WHAT TO WORK ON: Look through the lines below and extract each one that contains "WebPage".

Saved data entries

++++++++++

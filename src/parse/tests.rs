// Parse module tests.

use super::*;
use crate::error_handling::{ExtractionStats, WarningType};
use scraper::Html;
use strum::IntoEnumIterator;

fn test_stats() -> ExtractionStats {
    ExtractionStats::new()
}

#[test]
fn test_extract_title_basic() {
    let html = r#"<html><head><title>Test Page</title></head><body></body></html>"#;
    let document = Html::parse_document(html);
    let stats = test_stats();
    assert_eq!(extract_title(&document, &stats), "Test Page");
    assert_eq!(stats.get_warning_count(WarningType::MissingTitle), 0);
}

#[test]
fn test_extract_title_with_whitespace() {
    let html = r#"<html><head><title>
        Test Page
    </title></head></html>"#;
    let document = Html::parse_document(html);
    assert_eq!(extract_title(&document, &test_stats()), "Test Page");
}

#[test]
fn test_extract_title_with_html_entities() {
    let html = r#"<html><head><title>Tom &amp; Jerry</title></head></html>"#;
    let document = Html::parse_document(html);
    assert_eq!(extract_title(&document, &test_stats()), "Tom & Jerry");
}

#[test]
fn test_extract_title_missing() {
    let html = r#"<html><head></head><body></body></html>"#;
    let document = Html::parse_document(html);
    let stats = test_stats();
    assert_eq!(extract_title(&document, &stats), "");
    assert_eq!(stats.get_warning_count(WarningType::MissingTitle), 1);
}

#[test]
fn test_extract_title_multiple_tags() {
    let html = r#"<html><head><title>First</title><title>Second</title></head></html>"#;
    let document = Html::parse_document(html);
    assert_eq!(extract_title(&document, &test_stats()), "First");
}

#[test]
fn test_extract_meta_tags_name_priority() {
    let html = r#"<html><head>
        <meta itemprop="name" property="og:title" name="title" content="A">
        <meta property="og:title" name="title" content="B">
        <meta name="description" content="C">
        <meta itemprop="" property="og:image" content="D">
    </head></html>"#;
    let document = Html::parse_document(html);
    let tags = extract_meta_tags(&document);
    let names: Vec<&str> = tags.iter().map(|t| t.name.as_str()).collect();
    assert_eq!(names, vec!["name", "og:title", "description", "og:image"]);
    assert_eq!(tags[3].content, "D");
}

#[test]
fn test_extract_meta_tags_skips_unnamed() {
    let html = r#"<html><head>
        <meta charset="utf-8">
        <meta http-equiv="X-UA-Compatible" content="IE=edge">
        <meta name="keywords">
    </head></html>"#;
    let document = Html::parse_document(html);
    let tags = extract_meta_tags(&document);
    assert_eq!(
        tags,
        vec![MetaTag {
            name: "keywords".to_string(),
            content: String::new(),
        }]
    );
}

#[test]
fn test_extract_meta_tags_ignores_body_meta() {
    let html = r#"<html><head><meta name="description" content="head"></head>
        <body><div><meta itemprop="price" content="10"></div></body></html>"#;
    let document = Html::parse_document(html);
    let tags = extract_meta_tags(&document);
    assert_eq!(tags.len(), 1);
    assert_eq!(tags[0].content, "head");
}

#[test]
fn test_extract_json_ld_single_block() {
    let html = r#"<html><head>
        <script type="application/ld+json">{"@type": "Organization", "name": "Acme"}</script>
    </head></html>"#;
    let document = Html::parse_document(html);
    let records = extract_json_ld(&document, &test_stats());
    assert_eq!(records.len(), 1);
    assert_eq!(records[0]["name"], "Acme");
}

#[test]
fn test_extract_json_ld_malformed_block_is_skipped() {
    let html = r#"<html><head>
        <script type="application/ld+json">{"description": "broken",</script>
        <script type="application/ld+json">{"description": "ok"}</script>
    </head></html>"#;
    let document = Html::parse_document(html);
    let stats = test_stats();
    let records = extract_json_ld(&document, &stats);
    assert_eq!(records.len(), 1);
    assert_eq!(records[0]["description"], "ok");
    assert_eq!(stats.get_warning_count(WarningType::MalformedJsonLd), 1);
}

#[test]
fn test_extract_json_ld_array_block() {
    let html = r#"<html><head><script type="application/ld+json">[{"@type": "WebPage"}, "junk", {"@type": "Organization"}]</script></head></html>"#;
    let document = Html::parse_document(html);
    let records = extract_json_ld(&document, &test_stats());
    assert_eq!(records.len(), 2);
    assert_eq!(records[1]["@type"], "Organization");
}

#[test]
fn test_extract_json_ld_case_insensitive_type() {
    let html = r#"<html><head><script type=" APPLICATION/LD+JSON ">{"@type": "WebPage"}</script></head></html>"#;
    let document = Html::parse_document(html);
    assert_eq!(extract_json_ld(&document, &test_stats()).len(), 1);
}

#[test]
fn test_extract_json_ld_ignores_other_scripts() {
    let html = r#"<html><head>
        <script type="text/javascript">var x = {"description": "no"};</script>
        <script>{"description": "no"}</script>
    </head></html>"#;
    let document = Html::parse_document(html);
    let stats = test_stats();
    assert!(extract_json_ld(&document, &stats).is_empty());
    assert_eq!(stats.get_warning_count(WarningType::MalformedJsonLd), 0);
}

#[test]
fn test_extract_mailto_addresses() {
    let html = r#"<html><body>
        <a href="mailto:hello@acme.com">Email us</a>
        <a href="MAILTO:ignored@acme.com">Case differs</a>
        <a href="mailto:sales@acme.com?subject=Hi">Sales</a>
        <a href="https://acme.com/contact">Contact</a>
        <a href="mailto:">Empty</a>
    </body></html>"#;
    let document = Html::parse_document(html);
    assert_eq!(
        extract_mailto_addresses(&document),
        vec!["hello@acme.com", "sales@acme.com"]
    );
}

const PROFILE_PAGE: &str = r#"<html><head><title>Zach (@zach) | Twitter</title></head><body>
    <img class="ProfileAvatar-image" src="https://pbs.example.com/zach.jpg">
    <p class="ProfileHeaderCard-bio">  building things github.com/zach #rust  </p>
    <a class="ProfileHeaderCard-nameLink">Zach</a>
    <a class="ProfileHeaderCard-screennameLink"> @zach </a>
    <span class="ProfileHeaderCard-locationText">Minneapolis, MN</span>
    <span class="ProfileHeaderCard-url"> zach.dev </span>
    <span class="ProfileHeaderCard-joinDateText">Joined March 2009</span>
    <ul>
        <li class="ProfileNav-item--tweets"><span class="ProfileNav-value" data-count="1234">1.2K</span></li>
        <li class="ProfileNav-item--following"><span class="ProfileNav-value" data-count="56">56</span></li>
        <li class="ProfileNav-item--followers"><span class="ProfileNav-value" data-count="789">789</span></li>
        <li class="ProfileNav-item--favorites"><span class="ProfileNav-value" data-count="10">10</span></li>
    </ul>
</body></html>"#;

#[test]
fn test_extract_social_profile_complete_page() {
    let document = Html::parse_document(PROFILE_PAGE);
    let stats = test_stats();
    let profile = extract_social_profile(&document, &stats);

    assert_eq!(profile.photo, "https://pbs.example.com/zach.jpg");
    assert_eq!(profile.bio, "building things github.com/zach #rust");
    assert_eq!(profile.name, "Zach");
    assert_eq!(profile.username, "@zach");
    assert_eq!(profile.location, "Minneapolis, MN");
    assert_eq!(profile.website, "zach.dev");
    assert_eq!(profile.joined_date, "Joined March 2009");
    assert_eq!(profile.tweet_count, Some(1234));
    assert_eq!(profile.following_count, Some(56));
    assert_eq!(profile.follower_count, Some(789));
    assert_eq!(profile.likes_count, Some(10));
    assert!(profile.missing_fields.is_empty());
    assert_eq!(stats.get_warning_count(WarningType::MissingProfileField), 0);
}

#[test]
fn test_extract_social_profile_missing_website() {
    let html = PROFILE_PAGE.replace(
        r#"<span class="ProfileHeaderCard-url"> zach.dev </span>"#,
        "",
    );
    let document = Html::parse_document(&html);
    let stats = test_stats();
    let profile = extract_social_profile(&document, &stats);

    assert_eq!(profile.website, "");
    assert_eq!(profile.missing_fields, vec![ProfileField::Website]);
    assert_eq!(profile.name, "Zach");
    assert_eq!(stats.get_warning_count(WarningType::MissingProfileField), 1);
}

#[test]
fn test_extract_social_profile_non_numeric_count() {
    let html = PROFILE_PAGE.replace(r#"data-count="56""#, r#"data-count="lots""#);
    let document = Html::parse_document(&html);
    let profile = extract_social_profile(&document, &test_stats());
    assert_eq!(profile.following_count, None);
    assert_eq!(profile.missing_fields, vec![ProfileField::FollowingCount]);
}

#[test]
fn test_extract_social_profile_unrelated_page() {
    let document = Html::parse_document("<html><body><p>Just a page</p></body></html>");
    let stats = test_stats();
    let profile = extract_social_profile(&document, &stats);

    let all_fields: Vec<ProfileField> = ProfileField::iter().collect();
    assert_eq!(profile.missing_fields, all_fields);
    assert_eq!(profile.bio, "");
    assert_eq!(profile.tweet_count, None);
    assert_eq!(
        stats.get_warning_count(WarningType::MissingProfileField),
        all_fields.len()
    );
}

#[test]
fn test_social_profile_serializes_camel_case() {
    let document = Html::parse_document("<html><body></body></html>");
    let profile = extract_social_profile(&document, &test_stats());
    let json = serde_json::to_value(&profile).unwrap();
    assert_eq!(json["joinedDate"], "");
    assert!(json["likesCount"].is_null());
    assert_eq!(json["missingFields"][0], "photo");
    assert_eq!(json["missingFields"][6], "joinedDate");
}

++++++++++

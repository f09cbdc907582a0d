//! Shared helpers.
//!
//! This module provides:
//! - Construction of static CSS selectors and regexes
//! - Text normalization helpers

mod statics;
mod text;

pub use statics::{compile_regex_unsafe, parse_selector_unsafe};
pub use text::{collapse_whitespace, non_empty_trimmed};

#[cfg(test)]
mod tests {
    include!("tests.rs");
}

++++++++++

RESULT FOR THIS EXERCISE:
    let html = r#"<html><head><script type="application/ld+json">[{"@type": "WebPage"}, "junk", {"@type": "Organization"}]</script></head></html>"#;
    let html = r#"<html><head><script type=" APPLICATION/LD+JSON ">{"@type": "WebPage"}</script></head></html>"#;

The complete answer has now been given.